◆ **PROBLEM TO SOLVE**
For this exercise, restate word for word only the lines from the first line of the data to the line containing "order through serialization.".

◆ **GIVEN ENTRIES**

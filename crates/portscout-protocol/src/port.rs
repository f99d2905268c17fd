use indexmap::IndexMap;
use serde::{Deserialize, Serialize};

/// Descriptor for a communication port reported by a discovery.
///
/// Two ports are considered equal when they share the same `address` and
/// `protocol`; the remaining fields are presentation metadata. Optional
/// fields are omitted from the serialized form when absent, and
/// `properties` keeps its insertion order through serialization.
#[derive(Debug, Clone, Default, Serialize, Deserialize)]
#[serde(rename_all = "camelCase")]
pub struct Port {
    pub address: String,

    #[serde(rename = "label", default, skip_serializing_if = "Option::is_none")]
    pub address_label: Option<String>,

    #[serde(default, skip_serializing_if = "Option::is_none")]
    pub protocol: Option<String>,

    #[serde(default, skip_serializing_if = "Option::is_none")]
    pub protocol_label: Option<String>,

    #[serde(default, skip_serializing_if = "Option::is_none")]
    pub properties: Option<IndexMap<String, String>>,

    #[serde(default, skip_serializing_if = "Option::is_none")]
    pub hardware_id: Option<String>,
}

impl Port {
    /// Create a port with just an address set.
    #[must_use]
    pub fn new(address: impl Into<String>) -> Self {
        Self {
            address: address.into(),
            ..Self::default()
        }
    }

    /// Identity key used to track a port across add/remove events.
    #[must_use]
    pub fn key(&self) -> String {
        format!("{}|{}", self.address, self.protocol.as_deref().unwrap_or(""))
    }
}

impl PartialEq for Port {
    fn eq(&self, other: &Self) -> bool {
        self.address == other.address && self.protocol == other.protocol
    }
}

impl Eq for Port {}

impl std::fmt::Display for Port {
    fn fmt(&self, f: &mut std::fmt::Formatter<'_>) -> std::fmt::Result {
        f.write_str(&self.address)
    }
}
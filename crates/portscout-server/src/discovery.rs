use portscout_protocol::{Port, PortEventKind};

/// Error type returned by [`Discovery`] implementations.
///
/// The server only needs the message text to build the failed reply, so
/// implementations keep whatever error types they already use.
pub type DiscoveryError = Box<dyn std::error::Error + Send + Sync>;

/// Callback used to report a port appearing or disappearing while the
/// discovery is running. May be invoked from any task or thread.
pub type EventCallback = Box<dyn Fn(PortEventKind, Port) + Send + Sync>;

/// Callback used to signal an unrecoverable condition while the discovery
/// is running. Once invoked, no more port events will be delivered until
/// the client performs a STOP + START_SYNC cycle.
pub type ErrorCallback = Box<dyn Fn(String) + Send + Sync>;

/// Business logic a pluggable discovery must implement.
///
/// The communication protocol is handled entirely by [`Server`]; these
/// four operations are all a discovery executable has to provide.
///
/// [`Server`]: crate::Server
pub trait Discovery {
    /// Called once at startup with the client's user agent and the
    /// negotiated protocol version.
    fn hello(&mut self, user_agent: &str, protocol_version: i32) -> Result<(), DiscoveryError>;

    /// Begin watching for ports. Implementations report changes through
    /// `events` (typically from a background task of their own) and may
    /// use `errors` to signal an unrecoverable condition.
    ///
    /// The server calls this for both the polling (`START`) and event
    /// (`START_SYNC`) modes; the difference lives entirely in the
    /// callbacks it installs.
    fn start_sync(
        &mut self,
        events: EventCallback,
        errors: ErrorCallback,
    ) -> Result<(), DiscoveryError>;

    /// Stop watching for ports and release the callbacks installed by
    /// [`start_sync`](Discovery::start_sync).
    fn stop(&mut self) -> Result<(), DiscoveryError>;

    /// Called just before the server terminates, as a last chance to
    /// release resources.
    fn quit(&mut self);
}
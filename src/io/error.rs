//! Error types for board construction and cell access

use std::fmt;

use crate::spatial::cell::Cell;

/// Main error type for all board operations
#[derive(Debug, Clone, PartialEq, Eq)]
pub enum BoardError {
    /// Board width outside the accepted range
    InvalidWidth {
        /// Width that was requested
        width: i64,
        /// Explanation of why the width was rejected
        reason: &'static str,
    },

    /// Strict lookup with indices that do not name a cell of the board
    InvalidCell {
        /// Requested row
        i: i32,
        /// Requested column
        j: i32,
        /// Width of the board the lookup ran against
        width: usize,
    },

    /// Cell handed to an overlay that was never produced by its board
    ///
    /// Only reachable with a cell built through [`Cell::new`] outside the
    /// board's bounds.
    UnknownCell {
        /// The offending cell
        cell: Cell,
        /// Width of the overlay's board
        width: usize,
    },
}

impl fmt::Display for BoardError {
    fn fmt(&self, f: &mut fmt::Formatter<'_>) -> fmt::Result {
        match self {
            Self::InvalidWidth { width, reason } => {
                write!(f, "Invalid board width {width}: {reason}")
            }
            Self::InvalidCell { i, j, width } => {
                write!(f, "No cell at ({i}, {j}) on a board of width {width}")
            }
            Self::UnknownCell { cell, width } => {
                write!(f, "Cell {cell} does not belong to this board (width {width})")
            }
        }
    }
}

impl std::error::Error for BoardError {}

/// Convenience type alias for board results
pub type Result<T> = std::result::Result<T, BoardError>;

/// Create an invalid width error
pub fn invalid_width(width: impl Into<i64>, reason: &'static str) -> BoardError {
    BoardError::InvalidWidth {
        width: width.into(),
        reason,
    }
}
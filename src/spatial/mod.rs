//! Board topology
//!
//! This module contains the coordinate layer:
//! - Cell coordinates
//! - Cardinal directions
//! - The square board and the topology trait it implements

/// Square board construction and topology queries
pub mod board;
/// Cell coordinate value type
pub mod cell;
/// Cardinal directions
pub mod direction;

pub use board::{Board, SquareBoard};
pub use cell::Cell;
pub use direction::Direction;
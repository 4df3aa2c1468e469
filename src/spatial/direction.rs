//! Cardinal directions and their row/column offsets

/// One of the four cardinal directions on a board
///
/// Rows grow downwards and columns grow to the right.
#[derive(Debug, Clone, Copy, PartialEq, Eq, Hash)]
pub enum Direction {
    /// Towards row 1
    Up,
    /// Towards the last row
    Down,
    /// Towards column 1
    Left,
    /// Towards the last column
    Right,
}

impl Direction {
    /// Every direction, in declaration order
    pub const ALL: [Self; 4] = [Self::Up, Self::Down, Self::Left, Self::Right];

    /// Row and column delta of a single step
    pub const fn offset(self) -> (i32, i32) {
        match self {
            Self::Up => (-1, 0),
            Self::Down => (1, 0),
            Self::Left => (0, -1),
            Self::Right => (0, 1),
        }
    }

    /// The opposite direction
    #[must_use]
    pub const fn reversed(self) -> Self {
        match self {
            Self::Up => Self::Down,
            Self::Down => Self::Up,
            Self::Left => Self::Right,
            Self::Right => Self::Left,
        }
    }
}
/// Board constants
pub mod configuration;
/// Error types shared by the topology and overlay layers
pub mod error;
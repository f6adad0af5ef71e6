/*
ShootemUp - Arcade Shooter
*/
use crate::level_controller::LevelController;

/// Progress Bar is Drawn as This Many Segments
pub const PROGRESS_SEGMENTS: u32 = 10;

/// Banner Blinks at 2 Hz (On for Half a Second, Off for Half a Second)
const BLINK_RATE: f32 = 2.0;

#[derive(Debug, Clone, Copy, PartialEq, Eq)]
pub enum TransitionOutcome {
    NextLevel,
    GameComplete,
}

#[derive(Debug, Clone, Copy, PartialEq)]
pub struct TransitionBanner {
    pub visible: bool,
    pub outcome: TransitionOutcome,
}

/// Everything a Renderer Needs to Draw the Level Indicator
/// Built Fresh Each Frame, Never Written Back
#[derive(Debug, Clone, PartialEq)]
pub struct LevelHudView {
    pub level_number: u32,
    pub level_name: String,
    pub kills: u32,
    pub required: u32,
    pub progress_segments: u32,
    pub progress_fraction: f32,
    pub banner: Option<TransitionBanner>,
}

/// Filled Segments for `kills` out of `required`, 0 When Nothing is Required
pub fn progress_segments(kills: u32, required: u32) -> u32 {
    if required == 0 {
        return 0;
    }
    let filled = u64::from(kills) * u64::from(PROGRESS_SEGMENTS) / u64::from(required);
    filled.min(u64::from(PROGRESS_SEGMENTS)) as u32
}

impl LevelHudView {
    pub fn from_controller(c: &LevelController) -> Self {
        let required = c.enemies_required();

        let banner = c.in_transition().then(|| TransitionBanner {
            visible: (c.transition_elapsed() * BLINK_RATE) as i32 % 2 == 0,
            outcome: if c.has_more_levels() {
                TransitionOutcome::NextLevel
            } else {
                TransitionOutcome::GameComplete
            },
        });

        Self {
            level_number: c.current_level_number(),
            level_name: c.level_name().to_owned(),
            kills: c.kill_count(),
            required,
            progress_segments: progress_segments(c.kill_count(), required),
            progress_fraction: c.progress_fraction(),
            banner,
        }
    }

    /// Single Line Used by the Text HUD
    pub fn status_line(&self) -> String {
        let bar: String = (0..PROGRESS_SEGMENTS)
            .map(|i| if i < self.progress_segments { '#' } else { '-' })
            .collect();

        let mut line = format!(
            "LVL {} {}  [{}] {}/{}",
            self.level_number, self.level_name, bar, self.kills, self.required
        );

        match self.banner {
            Some(TransitionBanner { visible: true, outcome: TransitionOutcome::NextLevel }) => {
                line.push_str("\nLEVEL COMPLETE - NEXT LEVEL");
            }
            Some(TransitionBanner { visible: true, outcome: TransitionOutcome::GameComplete }) => {
                line.push_str("\nLEVEL COMPLETE - GAME COMPLETE");
            }
            _ => {}
        }
        line
    }
}
/*
ShootemUp - Arcade Shooter
*/
pub mod hud;
pub mod level;
pub mod level_controller;
pub mod level_loader;
pub mod settings;
pub mod spawner;
pub mod systems;
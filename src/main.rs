/*
ShootemUp - Arcade Shooter
*/
use bevy::log::LogPlugin;
use bevy::prelude::*;
use shootlib::hud::LevelHudView;
use shootlib::level_controller::LevelController;
use shootlib::settings::GameSettings;
use shootlib::systems::{EnemyKilled, LevelsPlugin};

#[derive(Component)]
struct LevelHudText;

fn main() {
    let settings = GameSettings::load();

    App::new()
        .add_plugins(
            DefaultPlugins
                .set(ImagePlugin::default_nearest())
                .set(LogPlugin {
                    filter: settings.log_filter.clone(),
                    ..default()
                })
                .set(WindowPlugin {
                    primary_window: Some(Window {
                        title: "Shoot'em Up".into(),
                        ..default()
                    }),
                    ..default()
                }),
        )
        .insert_resource(settings)
        .add_plugins(LevelsPlugin)
        .add_systems(Startup, setup_level_hud)
        .add_systems(Update, (debug_kill_key, sync_level_hud))
        .run();
}

fn setup_level_hud(mut commands: Commands) {
    commands.spawn(Camera2d);
    commands.spawn((
        LevelHudText,
        Text::new(""),
        Node {
            position_type: PositionType::Absolute,
            top: Val::Px(10.0),
            right: Val::Px(10.0),
            ..default()
        },
    ));
}

fn sync_level_hud(
    levels: Res<LevelController>,
    mut q: Query<&mut Text, With<LevelHudText>>,
) {
    let Some(mut text) = q.iter_mut().next() else { return; };
    text.0 = LevelHudView::from_controller(&levels).status_line();
}

// Combat Lives Elsewhere, K Stands in for a Kill
fn debug_kill_key(keys: Res<ButtonInput<KeyCode>>, mut kills: MessageWriter<EnemyKilled>) {
    if keys.just_pressed(KeyCode::KeyK) {
        kills.write(EnemyKilled);
    }
}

◆ **OUTPUT FOR THIS EXERCISE**
filename crates/portscout-protocol/src/port.rs
repository f99d2905268c17fd
use indexmap::IndexMap;
use serde::{Deserialize, Serialize};

/// Descriptor for a communication port reported by a discovery.
///
/// Two ports are considered equal when they share the same `address` and
/// `protocol`; the remaining fields are presentation metadata. Optional
/// fields are omitted from the serialized form when absent, and
/// `properties` keeps its insertion order through serialization.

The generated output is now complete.